◆ EXERCISE OBJECTIVE
Your output must be the line containing "pub use detail::detail;" followed by every later line in the entries below, all copied exactly.

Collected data
==============================

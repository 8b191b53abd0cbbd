use std::collections::BTreeMap;

use serde::Deserialize;
use tracing::debug;

use crate::accounting::{Credit, CreditSelection, DeductionInput, IncomeInput};
use crate::error::Result;
use crate::suggestions::SuggestionConfig;
use crate::tables::{CreditValue, TaxTables, TaxYear, REFERENCE_YEAR};
use crate::tax::{BracketTable, Jurisdiction, Province, TaxBracket};

/// A tax return as described in the TOML input file
#[derive(Debug, Deserialize, Clone)]
pub struct TaxReturn {
    #[serde(default = "default_tax_year")]
    pub tax_year: TaxYear,

    #[serde(default = "default_province")]
    pub province: Province,

    #[serde(default)]
    pub income: IncomeInput,

    #[serde(default)]
    pub deductions: DeductionInput,

    #[serde(default)]
    pub credits: CreditSelection,

    #[serde(default)]
    pub suggestions: SuggestionConfig,

    #[serde(default)]
    provincial_tax_brackets: Vec<TaxBracket>,

    #[serde(default)]
    federal_tax_brackets: Vec<TaxBracket>,

    #[serde(default)]
    credit_values: BTreeMap<String, CreditValue>,
}

fn default_tax_year() -> TaxYear {
    REFERENCE_YEAR
}

fn default_province() -> Province {
    Province::Ontario
}

impl TaxReturn {
    /// Reference tables with this return's overrides applied for its tax year.
    pub fn tables(&self) -> Result<TaxTables> {
        let mut tables = TaxTables::reference()?;

        if !self.federal_tax_brackets.is_empty() {
            debug!(tax_year = %self.tax_year, "using federal brackets from tax return");
            tables.insert_brackets(
                self.tax_year,
                BracketTable::new(Jurisdiction::Federal, self.federal_tax_brackets.clone())?,
            );
        }

        if !self.provincial_tax_brackets.is_empty() {
            debug!(tax_year = %self.tax_year, province = %self.province, "using provincial brackets from tax return");
            tables.insert_brackets(
                self.tax_year,
                BracketTable::new(
                    Jurisdiction::Provincial(self.province),
                    self.provincial_tax_brackets.clone(),
                )?,
            );
        }

        if !self.credit_values.is_empty() {
            let mut merged = tables
                .credit_values(self.tax_year)
                .cloned()
                .unwrap_or_default();
            for (name, value) in &self.credit_values {
                merged.insert(name.parse::<Credit>()?, *value)?;
            }
            debug!(
                tax_year = %self.tax_year,
                count = self.credit_values.len(),
                "using credit values from tax return"
            );
            tables.insert_credits(self.tax_year, merged);
        }

        Ok(tables)
    }
}
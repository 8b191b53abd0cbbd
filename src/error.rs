/// Result type used throughout the engine
pub type Result<T> = std::result::Result<T, TaxError>;

/// Errors produced while computing a tax summary
#[derive(thiserror::Error, Debug, Clone, PartialEq, Eq)]
pub enum TaxError {
    /// Malformed or out-of-range input, to be surfaced to the person filing
    #[error("validation error: {0}")]
    Validation(String),

    /// Missing or invalid bracket/credit tables
    #[error("configuration error: {0}")]
    Configuration(String),
}

impl TaxError {
    pub fn validation(message: impl Into<String>) -> Self {
        TaxError::Validation(message.into())
    }

    pub fn configuration(message: impl Into<String>) -> Self {
        TaxError::Configuration(message.into())
    }

    pub fn is_validation(&self) -> bool {
        matches!(self, TaxError::Validation(_))
    }

    pub fn is_configuration(&self) -> bool {
        matches!(self, TaxError::Configuration(_))
    }
}
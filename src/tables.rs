use std::collections::BTreeMap;
use std::fmt;

use rust_decimal::Decimal;
use rust_decimal_macros::dec;
use serde::{Deserialize, Serialize};

use crate::accounting::Credit;
use crate::error::{Result, TaxError};
use crate::tax::{BracketTable, Jurisdiction, Money, Percentage, Province, TaxBracket};

#[derive(Debug, Clone, Copy, PartialEq, Eq, Hash, PartialOrd, Ord, Serialize, Deserialize)]
#[serde(transparent)]
pub struct TaxYear(pub u16);

impl fmt::Display for TaxYear {
    fn fmt(&self, f: &mut fmt::Formatter<'_>) -> fmt::Result {
        write!(f, "{}", self.0)
    }
}

pub const REFERENCE_YEAR: TaxYear = TaxYear(2021);

const FEDERAL_2021: [TaxBracket; 5] = [
    TaxBracket::new(Some(dec!(49020)), dec!(15)),
    TaxBracket::new(Some(dec!(98040)), dec!(20.5)),
    TaxBracket::new(Some(dec!(151978)), dec!(26)),
    TaxBracket::new(Some(dec!(216511)), dec!(29)),
    TaxBracket::new(None, dec!(33)),
];

const ONTARIO_2021: [TaxBracket; 5] = [
    TaxBracket::new(Some(dec!(45142)), dec!(5.05)),
    TaxBracket::new(Some(dec!(90287)), dec!(9.15)),
    TaxBracket::new(Some(dec!(150000)), dec!(11.16)),
    TaxBracket::new(Some(dec!(220000)), dec!(12.16)),
    TaxBracket::new(None, dec!(13.16)),
];

// Reference amounts only, not the legal values for every credit.
const CREDITS_2021: [(Credit, CreditValue); 12] = [
    (Credit::BasicPersonal, CreditValue::new(dec!(13808), CreditKind::NonRefundable)),
    (Credit::Spouse, CreditValue::new(dec!(13808), CreditKind::NonRefundable)),
    (Credit::Caregiver, CreditValue::new(dec!(7348), CreditKind::NonRefundable)),
    (Credit::EligibleDependant, CreditValue::new(dec!(13808), CreditKind::NonRefundable)),
    (Credit::CanadaEmployment, CreditValue::new(dec!(1257), CreditKind::NonRefundable)),
    (Credit::Disability, CreditValue::new(dec!(8662), CreditKind::NonRefundable)),
    (Credit::InterestDividends, CreditValue::new(dec!(0), CreditKind::NonRefundable)),
    (Credit::PensionIncome, CreditValue::new(dec!(2000), CreditKind::NonRefundable)),
    (Credit::Education, CreditValue::new(dec!(0), CreditKind::NonRefundable)),
    (Credit::GstHstCredit, CreditValue::new(dec!(456), CreditKind::Refundable)),
    (Credit::ChildBenefit, CreditValue::new(dec!(6833), CreditKind::Refundable)),
    (Credit::WorkingIncomeBenefit, CreditValue::new(dec!(1395), CreditKind::Refundable)),
];

#[derive(Debug, Clone, Copy, PartialEq, Eq, Serialize, Deserialize)]
#[serde(rename_all = "snake_case")]
pub enum CreditKind {
    /// Worth `amount` times the lowest federal rate
    NonRefundable,
    /// Worth `amount` as-is
    Refundable,
}

#[derive(Debug, Clone, Copy, PartialEq, Eq, Serialize, Deserialize)]
pub struct CreditValue {
    pub amount: Money,
    pub kind: CreditKind,
}

impl CreditValue {
    pub const fn new(amount: Money, kind: CreditKind) -> Self {
        CreditValue { amount, kind }
    }

    pub fn value(&self, lowest_rate: Percentage) -> Money {
        match self.kind {
            CreditKind::NonRefundable => self.amount * lowest_rate / Decimal::ONE_HUNDRED,
            CreditKind::Refundable => self.amount,
        }
    }
}

#[derive(Debug, Clone, Default, PartialEq, Eq)]
pub struct CreditTable {
    values: BTreeMap<Credit, CreditValue>,
}

impl CreditTable {
    pub fn new(values: BTreeMap<Credit, CreditValue>) -> Result<Self> {
        CreditTable { values }.validated()
    }

    pub fn validated(self) -> Result<Self> {
        for (credit, value) in &self.values {
            check_credit_value(*credit, value)?;
        }
        Ok(self)
    }

    pub fn get(&self, credit: Credit) -> Option<&CreditValue> {
        self.values.get(&credit)
    }

    /// Adds or replaces one entry, under the same check as a loaded table.
    pub fn insert(&mut self, credit: Credit, value: CreditValue) -> Result<Option<CreditValue>> {
        check_credit_value(credit, &value)?;
        Ok(self.values.insert(credit, value))
    }
}

fn check_credit_value(credit: Credit, value: &CreditValue) -> Result<()> {
    if value.amount < Decimal::ZERO {
        return Err(TaxError::configuration(format!(
            "credit value for `{}` cannot be negative, got {}",
            credit.key(),
            value.amount
        )));
    }
    Ok(())
}

/// Read-only registry of bracket and credit tables, keyed by tax year.
/// Built once at startup and shared by reference.
#[derive(Debug, Clone, Default)]
pub struct TaxTables {
    brackets: BTreeMap<(TaxYear, Jurisdiction), BracketTable>,
    credits: BTreeMap<TaxYear, CreditTable>,
}

impl TaxTables {
    /// Federal and Ontario tables for the 2021 tax year.
    pub fn reference() -> Result<Self> {
        let mut tables = TaxTables::default();
        tables.insert_brackets(
            REFERENCE_YEAR,
            BracketTable::new(Jurisdiction::Federal, FEDERAL_2021.to_vec())?,
        );
        tables.insert_brackets(
            REFERENCE_YEAR,
            BracketTable::new(
                Jurisdiction::Provincial(Province::Ontario),
                ONTARIO_2021.to_vec(),
            )?,
        );
        tables.insert_credits(
            REFERENCE_YEAR,
            CreditTable::new(CREDITS_2021.iter().copied().collect())?,
        );
        Ok(tables)
    }

    pub fn insert_brackets(&mut self, year: TaxYear, table: BracketTable) -> Option<BracketTable> {
        self.brackets.insert((year, table.jurisdiction()), table)
    }

    pub fn insert_credits(&mut self, year: TaxYear, table: CreditTable) -> Option<CreditTable> {
        self.credits.insert(year, table)
    }

    pub fn bracket_table(&self, year: TaxYear, jurisdiction: Jurisdiction) -> Result<&BracketTable> {
        self.brackets.get(&(year, jurisdiction)).ok_or_else(|| {
            TaxError::configuration(format!(
                "no {} bracket table for tax year {}",
                jurisdiction, year
            ))
        })
    }

    pub fn credit_values(&self, year: TaxYear) -> Result<&CreditTable> {
        self.credits.get(&year).ok_or_else(|| {
            TaxError::configuration(format!("no credit value table for tax year {}", year))
        })
    }
}
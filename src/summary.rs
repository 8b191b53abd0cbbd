use rust_decimal::{Decimal, RoundingStrategy};
use serde::{Deserialize, Serialize};
use tracing::debug;

use crate::accounting::{self, CreditSelection, DeductionInput, IncomeInput};
use crate::error::Result;
use crate::tables::{TaxTables, TaxYear};
use crate::tax::{self, Jurisdiction, Money, Percentage, Province};

/// Result of one calculation. Monetary fields are rounded to the cent.
#[derive(Debug, Clone, PartialEq, Eq, Serialize, Deserialize)]
pub struct TaxSummary {
    pub tax_year: TaxYear,
    pub province: Province,
    pub total_income: Money,
    pub total_deductions: Money,
    pub total_credits: Money,
    pub taxable_income: Money,
    pub federal_tax: Money,
    pub provincial_tax: Money,
    /// Federal plus provincial tax less credits. Negative means a refund.
    pub total_tax: Money,
    pub net_income: Money,
    pub refund_amount: Money,
    pub balance_owing: Money,
    /// Federal marginal rate
    pub marginal_rate_percent: Percentage,
    pub provincial_marginal_rate_percent: Percentage,
    pub effective_rate_percent: Percentage,
}

impl TaxSummary {
    pub fn is_refund(&self) -> bool {
        self.refund_amount > Decimal::ZERO
    }
}

fn round_cents(amount: Money) -> Money {
    amount.round_dp_with_strategy(2, RoundingStrategy::MidpointAwayFromZero)
}

/// Builds summaries against a shared set of tables
#[derive(Debug, Clone, Copy)]
pub struct TaxSummaryBuilder<'a> {
    tables: &'a TaxTables,
}

impl<'a> TaxSummaryBuilder<'a> {
    pub fn new(tables: &'a TaxTables) -> Self {
        TaxSummaryBuilder { tables }
    }

    pub fn build(
        &self,
        tax_year: TaxYear,
        province: Province,
        income: &IncomeInput,
        deductions: &DeductionInput,
        credits: &CreditSelection,
    ) -> Result<TaxSummary> {
        income.validate()?;
        deductions.validate()?;

        let federal_table = self.tables.bracket_table(tax_year, Jurisdiction::Federal)?;
        let provincial_table = self
            .tables
            .bracket_table(tax_year, Jurisdiction::Provincial(province))?;
        let credit_table = self.tables.credit_values(tax_year)?;

        let total_income = accounting::aggregate_income(income);
        let total_deductions = accounting::aggregate_deductions(deductions);
        let total_credits =
            accounting::aggregate_credits(credits, credit_table, federal_table.lowest_rate())?;
        let taxable_income = accounting::taxable_income(total_income, total_deductions);

        let federal = tax::compute_tax(taxable_income, federal_table);
        let provincial = tax::compute_tax(taxable_income, provincial_table);

        let total_tax = federal.tax + provincial.tax - total_credits;

        let effective_rate_percent = if total_income > Decimal::ZERO {
            (total_tax / total_income * Decimal::ONE_HUNDRED)
                .round_dp_with_strategy(2, RoundingStrategy::MidpointAwayFromZero)
        } else {
            Decimal::ZERO
        };

        let total_tax = round_cents(total_tax);

        debug!(
            %tax_year,
            %province,
            %total_income,
            %total_deductions,
            %taxable_income,
            federal_tax = %federal.tax,
            provincial_tax = %provincial.tax,
            %total_credits,
            %total_tax,
            "computed tax summary"
        );

        Ok(TaxSummary {
            tax_year,
            province,
            total_income: round_cents(total_income),
            total_deductions: round_cents(total_deductions),
            total_credits: round_cents(total_credits),
            taxable_income: round_cents(taxable_income),
            federal_tax: round_cents(federal.tax),
            provincial_tax: round_cents(provincial.tax),
            total_tax,
            net_income: round_cents(total_income) - total_tax,
            refund_amount: (-total_tax).max(Decimal::ZERO),
            balance_owing: total_tax.max(Decimal::ZERO),
            marginal_rate_percent: federal.marginal_rate,
            provincial_marginal_rate_percent: provincial.marginal_rate,
            effective_rate_percent,
        })
    }
}
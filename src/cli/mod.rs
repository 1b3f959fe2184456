//! CLI layer for cartwise
//!
//! This module contains the command-line interface:
//!
//! - [`app`] - CLI definitions and entry point
//! - [`commands`] - Command implementations

pub mod app;
pub mod commands;

// Re-export main entry point
pub use app::run;
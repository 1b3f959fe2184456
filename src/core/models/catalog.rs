//! Catalog entry model
//!
//! A catalog entry is one priced product at one market.

use chrono::{DateTime, Utc};
use serde::{Deserialize, Serialize};

/// A priced product in a market's catalog
#[derive(Debug, Clone, PartialEq, Serialize, Deserialize)]
pub struct CatalogEntry {
    /// Product identifier
    pub product_id: String,

    /// Product display name
    pub product_name: String,

    /// Product brand, if known
    #[serde(default, skip_serializing_if = "Option::is_none")]
    pub product_brand: Option<String>,

    /// Unit price (non-negative)
    pub price: f64,

    /// When this price was last observed
    pub last_updated_at: DateTime<Utc>,
}

impl CatalogEntry {
    /// Create an unbranded catalog entry
    #[must_use]
    pub fn new(
        product_id: impl Into<String>,
        product_name: impl Into<String>,
        price: f64,
        last_updated_at: DateTime<Utc>,
    ) -> Self {
        Self {
            product_id: product_id.into(),
            product_name: product_name.into(),
            product_brand: None,
            price,
            last_updated_at,
        }
    }

    /// Attach a brand
    #[must_use]
    pub fn with_brand(mut self, brand: impl Into<String>) -> Self {
        self.product_brand = Some(brand.into());
        self
    }

    /// Whether this entry's brand contains `wanted` (case-insensitive, trimmed)
    #[must_use]
    pub fn brand_contains(&self, wanted: &str) -> bool {
        let wanted = wanted.trim().to_lowercase();
        self.product_brand
            .as_deref()
            .is_some_and(|brand| brand.trim().to_lowercase().contains(&wanted))
    }
}
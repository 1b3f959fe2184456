//! cartwise - Compare markets for a shopping list
//!
//! Ranks nearby markets by how much of a shopping list they can fulfil and
//! what it would really cost, travel included.

// Deny all clippy warnings in this crate
#![deny(
    clippy::all,
    clippy::pedantic,
    clippy::nursery,
    missing_docs,
    missing_debug_implementations,
    missing_copy_implementations,
    trivial_casts,
    trivial_numeric_casts,
    unsafe_code,
    unused_import_braces,
    unused_qualifications
)]
// Allow some pedantic lints that are too noisy or not applicable
#![allow(
    clippy::module_name_repetitions,
    clippy::missing_errors_doc,
    clippy::cargo_common_metadata
)]

mod cli;

/// Main entry point for the cartwise CLI
fn main() {
    if let Err(err) = cli::run() {
        eprintln!("error: {err:#}");
        std::process::exit(1);
    }
}
//! Command implementations

use std::path::Path;

use cartwise::adapters::EditDistanceSearch;
use cartwise::config::EngineConfig;
use cartwise::core::services::RankingPipeline;

mod compare;
mod config;
mod detail;

pub use compare::compare;
pub use config::config;
pub use detail::detail;

/// Pipeline with the configured tunables and the edit-distance matcher
fn build_pipeline(
    config_path: Option<&Path>,
) -> anyhow::Result<RankingPipeline<EditDistanceSearch>> {
    let config = EngineConfig::load(config_path)?;
    Ok(RankingPipeline::new(config, EditDistanceSearch::new())?)
}
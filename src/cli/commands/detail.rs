//! Evaluate a single market

use std::path::Path;

use cartwise::adapters::snapshot::load_snapshot;
use cartwise::core::models::{Coordinate, SearchMode};
use cartwise::core::services::OfferService;
use cartwise::output::{OfferReport, OutputMode};

use super::build_pipeline;

/// Show what one market offers for one list, unranked
pub fn detail(
    snapshot_path: &Path,
    list_id: &str,
    market_id: &str,
    location: Option<(f64, f64)>,
    config_path: Option<&Path>,
    mode: OutputMode,
) -> anyhow::Result<()> {
    let pipeline = build_pipeline(config_path)?;
    let snapshot = load_snapshot(snapshot_path)?;
    let service = OfferService::new(&pipeline, &snapshot, &snapshot);

    let search = SearchMode::Detail {
        target_market_id: market_id.to_string(),
        user_location: location.map(|(lat, lng)| Coordinate::new(lat, lng)),
    };
    let offers = service.offers(list_id, &search)?;

    OfferReport::detail(list_id, offers).render(mode);
    Ok(())
}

==============================

◆ ANSWER TO THIS EXERCISE
pub use detail::detail;

/// Pipeline with the configured tunables and the edit-distance matcher
fn build_pipeline(
    config_path: Option<&Path>,
) -> anyhow::Result<RankingPipeline<EditDistanceSearch>> {
    let config = EngineConfig::load(config_path)?;
    Ok(RankingPipeline::new(config, EditDistanceSearch::new())?)
}
filename src/cli/commands/detail.rs
//! Evaluate a single market

use std::path::Path;

use cartwise::adapters::snapshot::load_snapshot;
use cartwise::core::models::{Coordinate, SearchMode};
use cartwise::core::services::OfferService;
use cartwise::output::{OfferReport, OutputMode};

use super::build_pipeline;

/// Show what one market offers for one list, unranked
pub fn detail(
    snapshot_path: &Path,
    list_id: &str,
    market_id: &str,
    location: Option<(f64, f64)>,
    config_path: Option<&Path>,
    mode: OutputMode,
) -> anyhow::Result<()> {
    let pipeline = build_pipeline(config_path)?;
    let snapshot = load_snapshot(snapshot_path)?;
    let service = OfferService::new(&pipeline, &snapshot, &snapshot);

    let search = SearchMode::Detail {
        target_market_id: market_id.to_string(),
        user_location: location.map(|(lat, lng)| Coordinate::new(lat, lng)),
    };
    let offers = service.offers(list_id, &search)?;

    OfferReport::detail(list_id, offers).render(mode);
    Ok(())
}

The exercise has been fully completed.